*** Opening of Data supplied ***

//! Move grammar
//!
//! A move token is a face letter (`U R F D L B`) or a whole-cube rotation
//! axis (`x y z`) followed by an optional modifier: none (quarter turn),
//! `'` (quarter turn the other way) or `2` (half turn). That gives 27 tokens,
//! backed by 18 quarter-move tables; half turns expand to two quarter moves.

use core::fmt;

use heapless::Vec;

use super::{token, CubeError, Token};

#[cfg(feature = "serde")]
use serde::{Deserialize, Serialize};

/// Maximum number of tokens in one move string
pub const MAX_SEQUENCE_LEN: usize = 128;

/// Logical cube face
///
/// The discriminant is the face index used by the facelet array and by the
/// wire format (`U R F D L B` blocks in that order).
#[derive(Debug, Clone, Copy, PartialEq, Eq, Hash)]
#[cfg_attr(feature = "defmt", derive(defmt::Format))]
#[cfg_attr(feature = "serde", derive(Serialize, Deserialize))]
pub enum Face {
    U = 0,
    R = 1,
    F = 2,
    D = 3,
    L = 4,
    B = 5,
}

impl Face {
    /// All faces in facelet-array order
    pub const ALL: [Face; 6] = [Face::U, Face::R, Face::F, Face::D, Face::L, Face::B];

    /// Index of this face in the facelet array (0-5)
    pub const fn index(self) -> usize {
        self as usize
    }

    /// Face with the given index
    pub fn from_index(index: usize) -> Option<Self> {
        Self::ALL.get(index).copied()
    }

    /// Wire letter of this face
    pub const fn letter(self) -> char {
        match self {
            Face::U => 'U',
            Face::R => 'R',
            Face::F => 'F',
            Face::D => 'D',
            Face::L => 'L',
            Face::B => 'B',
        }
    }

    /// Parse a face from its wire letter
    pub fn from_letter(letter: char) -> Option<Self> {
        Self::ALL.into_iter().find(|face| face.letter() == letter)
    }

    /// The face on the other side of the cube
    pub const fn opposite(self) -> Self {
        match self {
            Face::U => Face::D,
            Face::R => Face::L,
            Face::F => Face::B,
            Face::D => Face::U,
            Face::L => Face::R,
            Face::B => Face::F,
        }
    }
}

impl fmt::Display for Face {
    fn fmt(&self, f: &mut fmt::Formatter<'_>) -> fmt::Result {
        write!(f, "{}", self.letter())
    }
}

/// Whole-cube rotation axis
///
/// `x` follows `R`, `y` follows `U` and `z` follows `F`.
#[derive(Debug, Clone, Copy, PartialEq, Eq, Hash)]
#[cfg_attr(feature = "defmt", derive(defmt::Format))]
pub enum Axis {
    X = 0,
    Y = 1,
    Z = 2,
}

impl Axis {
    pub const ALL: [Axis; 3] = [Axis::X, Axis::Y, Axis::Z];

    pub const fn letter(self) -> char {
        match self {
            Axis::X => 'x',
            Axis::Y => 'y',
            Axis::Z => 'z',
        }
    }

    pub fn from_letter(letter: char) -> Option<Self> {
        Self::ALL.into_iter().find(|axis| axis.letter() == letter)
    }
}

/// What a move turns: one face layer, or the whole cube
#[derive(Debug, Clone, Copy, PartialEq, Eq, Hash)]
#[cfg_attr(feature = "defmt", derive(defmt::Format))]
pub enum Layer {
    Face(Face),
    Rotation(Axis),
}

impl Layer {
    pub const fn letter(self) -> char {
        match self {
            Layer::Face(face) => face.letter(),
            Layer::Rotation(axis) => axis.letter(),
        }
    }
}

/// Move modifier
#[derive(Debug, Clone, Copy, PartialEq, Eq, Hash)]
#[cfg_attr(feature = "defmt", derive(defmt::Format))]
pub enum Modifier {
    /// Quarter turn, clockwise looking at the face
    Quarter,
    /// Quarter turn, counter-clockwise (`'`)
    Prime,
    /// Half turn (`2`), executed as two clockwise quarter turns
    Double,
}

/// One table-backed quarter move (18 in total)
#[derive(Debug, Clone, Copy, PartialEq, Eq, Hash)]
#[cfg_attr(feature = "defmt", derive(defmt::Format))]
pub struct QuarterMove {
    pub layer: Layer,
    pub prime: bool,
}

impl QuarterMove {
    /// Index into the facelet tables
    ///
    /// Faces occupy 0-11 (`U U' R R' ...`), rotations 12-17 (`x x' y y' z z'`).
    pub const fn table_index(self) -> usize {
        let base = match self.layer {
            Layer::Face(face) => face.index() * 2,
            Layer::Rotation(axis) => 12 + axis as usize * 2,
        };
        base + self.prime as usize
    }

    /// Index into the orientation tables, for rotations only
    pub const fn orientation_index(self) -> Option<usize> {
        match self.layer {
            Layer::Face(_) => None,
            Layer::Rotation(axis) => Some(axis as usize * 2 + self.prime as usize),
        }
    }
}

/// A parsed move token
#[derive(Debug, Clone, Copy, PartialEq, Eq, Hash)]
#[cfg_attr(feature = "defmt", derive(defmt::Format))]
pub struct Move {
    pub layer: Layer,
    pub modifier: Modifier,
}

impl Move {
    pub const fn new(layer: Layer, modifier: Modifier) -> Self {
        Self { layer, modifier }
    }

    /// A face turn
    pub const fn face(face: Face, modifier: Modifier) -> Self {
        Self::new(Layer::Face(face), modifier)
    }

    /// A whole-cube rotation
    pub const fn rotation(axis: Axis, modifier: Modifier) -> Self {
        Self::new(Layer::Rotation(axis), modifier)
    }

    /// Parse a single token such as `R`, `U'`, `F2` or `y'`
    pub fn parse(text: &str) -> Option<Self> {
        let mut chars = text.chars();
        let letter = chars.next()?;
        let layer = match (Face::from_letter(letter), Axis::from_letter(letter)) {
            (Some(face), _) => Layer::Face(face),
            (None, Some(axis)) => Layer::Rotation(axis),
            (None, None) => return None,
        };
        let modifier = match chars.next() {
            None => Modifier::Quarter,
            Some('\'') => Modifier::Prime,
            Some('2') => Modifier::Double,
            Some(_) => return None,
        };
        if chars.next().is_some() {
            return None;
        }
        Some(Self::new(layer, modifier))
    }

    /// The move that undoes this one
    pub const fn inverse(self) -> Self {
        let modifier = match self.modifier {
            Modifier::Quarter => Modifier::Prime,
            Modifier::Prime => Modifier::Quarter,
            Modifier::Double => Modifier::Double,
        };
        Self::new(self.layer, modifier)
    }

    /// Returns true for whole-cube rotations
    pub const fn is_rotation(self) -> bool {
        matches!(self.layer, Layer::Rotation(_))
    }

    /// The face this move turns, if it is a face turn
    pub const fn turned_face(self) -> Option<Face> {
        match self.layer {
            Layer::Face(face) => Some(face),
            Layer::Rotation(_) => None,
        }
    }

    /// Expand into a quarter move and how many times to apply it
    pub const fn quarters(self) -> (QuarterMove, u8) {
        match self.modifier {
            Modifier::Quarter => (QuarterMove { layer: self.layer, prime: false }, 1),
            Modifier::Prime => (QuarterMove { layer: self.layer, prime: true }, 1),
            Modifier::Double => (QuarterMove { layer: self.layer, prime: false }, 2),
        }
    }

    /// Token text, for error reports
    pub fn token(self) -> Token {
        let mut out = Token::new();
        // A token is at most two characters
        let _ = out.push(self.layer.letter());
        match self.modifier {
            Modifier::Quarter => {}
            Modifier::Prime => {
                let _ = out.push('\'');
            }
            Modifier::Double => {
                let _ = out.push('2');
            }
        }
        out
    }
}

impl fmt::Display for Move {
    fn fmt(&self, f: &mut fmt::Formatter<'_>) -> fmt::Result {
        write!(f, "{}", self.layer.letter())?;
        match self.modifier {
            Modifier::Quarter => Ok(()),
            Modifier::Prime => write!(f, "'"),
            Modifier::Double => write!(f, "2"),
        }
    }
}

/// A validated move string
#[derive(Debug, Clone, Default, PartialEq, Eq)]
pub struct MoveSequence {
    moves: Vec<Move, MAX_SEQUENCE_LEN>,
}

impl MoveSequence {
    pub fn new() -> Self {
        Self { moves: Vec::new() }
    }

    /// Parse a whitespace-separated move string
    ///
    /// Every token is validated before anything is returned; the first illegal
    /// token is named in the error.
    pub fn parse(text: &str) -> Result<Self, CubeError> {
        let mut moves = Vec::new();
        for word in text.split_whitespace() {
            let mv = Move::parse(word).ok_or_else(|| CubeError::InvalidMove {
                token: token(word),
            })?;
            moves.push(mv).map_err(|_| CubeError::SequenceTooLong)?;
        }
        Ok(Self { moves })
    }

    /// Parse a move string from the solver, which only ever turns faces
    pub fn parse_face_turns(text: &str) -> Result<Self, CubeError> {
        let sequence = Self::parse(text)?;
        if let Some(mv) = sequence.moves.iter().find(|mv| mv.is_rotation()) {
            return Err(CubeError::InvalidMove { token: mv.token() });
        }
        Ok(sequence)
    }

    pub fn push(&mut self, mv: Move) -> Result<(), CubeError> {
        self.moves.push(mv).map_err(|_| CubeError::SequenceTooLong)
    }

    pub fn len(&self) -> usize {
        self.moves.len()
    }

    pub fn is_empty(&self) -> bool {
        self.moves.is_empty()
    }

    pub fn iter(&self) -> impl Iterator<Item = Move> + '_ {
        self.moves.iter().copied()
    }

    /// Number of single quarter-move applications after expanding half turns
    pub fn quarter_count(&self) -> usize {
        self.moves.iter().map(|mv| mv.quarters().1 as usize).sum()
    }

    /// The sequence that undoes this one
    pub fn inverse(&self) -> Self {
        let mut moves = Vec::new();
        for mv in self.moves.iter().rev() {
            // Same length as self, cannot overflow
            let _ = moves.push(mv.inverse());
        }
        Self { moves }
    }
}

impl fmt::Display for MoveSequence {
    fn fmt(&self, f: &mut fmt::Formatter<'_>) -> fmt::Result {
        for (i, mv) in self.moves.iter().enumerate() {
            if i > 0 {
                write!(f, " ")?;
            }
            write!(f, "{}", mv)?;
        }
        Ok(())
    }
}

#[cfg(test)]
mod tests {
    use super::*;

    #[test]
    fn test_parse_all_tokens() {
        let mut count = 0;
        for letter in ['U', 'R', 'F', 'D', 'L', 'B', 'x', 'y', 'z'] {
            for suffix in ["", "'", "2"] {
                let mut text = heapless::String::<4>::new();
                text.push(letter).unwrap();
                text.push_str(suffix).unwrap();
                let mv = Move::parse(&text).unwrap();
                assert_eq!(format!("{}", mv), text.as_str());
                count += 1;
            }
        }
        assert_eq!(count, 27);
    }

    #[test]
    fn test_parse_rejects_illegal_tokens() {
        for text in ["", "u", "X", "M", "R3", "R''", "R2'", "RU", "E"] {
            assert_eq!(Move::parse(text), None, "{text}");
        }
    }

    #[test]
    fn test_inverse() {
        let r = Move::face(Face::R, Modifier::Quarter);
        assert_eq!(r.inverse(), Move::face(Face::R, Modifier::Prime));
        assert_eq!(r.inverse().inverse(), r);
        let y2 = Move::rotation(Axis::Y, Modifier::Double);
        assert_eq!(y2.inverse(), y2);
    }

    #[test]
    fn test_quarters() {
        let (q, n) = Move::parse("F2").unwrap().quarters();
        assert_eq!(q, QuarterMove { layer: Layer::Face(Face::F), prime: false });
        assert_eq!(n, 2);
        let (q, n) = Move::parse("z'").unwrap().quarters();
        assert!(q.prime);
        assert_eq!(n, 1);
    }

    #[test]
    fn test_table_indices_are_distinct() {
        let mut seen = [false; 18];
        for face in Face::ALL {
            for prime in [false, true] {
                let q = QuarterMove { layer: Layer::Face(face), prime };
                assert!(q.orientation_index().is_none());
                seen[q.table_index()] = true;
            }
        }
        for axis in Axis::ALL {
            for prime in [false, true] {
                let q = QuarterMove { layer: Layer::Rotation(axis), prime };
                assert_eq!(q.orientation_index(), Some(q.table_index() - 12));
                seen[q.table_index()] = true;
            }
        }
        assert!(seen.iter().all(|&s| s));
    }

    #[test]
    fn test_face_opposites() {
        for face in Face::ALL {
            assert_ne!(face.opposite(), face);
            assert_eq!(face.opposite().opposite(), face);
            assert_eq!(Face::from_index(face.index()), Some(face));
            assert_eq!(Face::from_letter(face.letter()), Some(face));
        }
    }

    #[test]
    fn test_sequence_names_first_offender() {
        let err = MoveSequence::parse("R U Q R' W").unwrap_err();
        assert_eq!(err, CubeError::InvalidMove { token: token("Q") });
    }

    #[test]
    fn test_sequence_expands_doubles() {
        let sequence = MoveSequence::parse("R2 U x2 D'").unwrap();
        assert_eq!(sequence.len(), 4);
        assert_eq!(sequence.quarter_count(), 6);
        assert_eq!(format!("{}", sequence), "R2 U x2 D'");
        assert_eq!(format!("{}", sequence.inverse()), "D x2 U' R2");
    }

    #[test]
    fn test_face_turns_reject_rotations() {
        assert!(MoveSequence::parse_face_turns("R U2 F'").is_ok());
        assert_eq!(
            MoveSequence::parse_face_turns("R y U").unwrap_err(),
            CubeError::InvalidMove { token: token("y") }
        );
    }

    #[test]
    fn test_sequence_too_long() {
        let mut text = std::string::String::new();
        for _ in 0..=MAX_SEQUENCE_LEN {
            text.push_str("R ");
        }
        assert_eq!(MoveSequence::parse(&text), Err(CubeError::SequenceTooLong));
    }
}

*** Close of Data supplied ***

• [Task instructions] Give the number of lines in the entries that hold the word "Display", and nothing else.

• [Worked solution] 3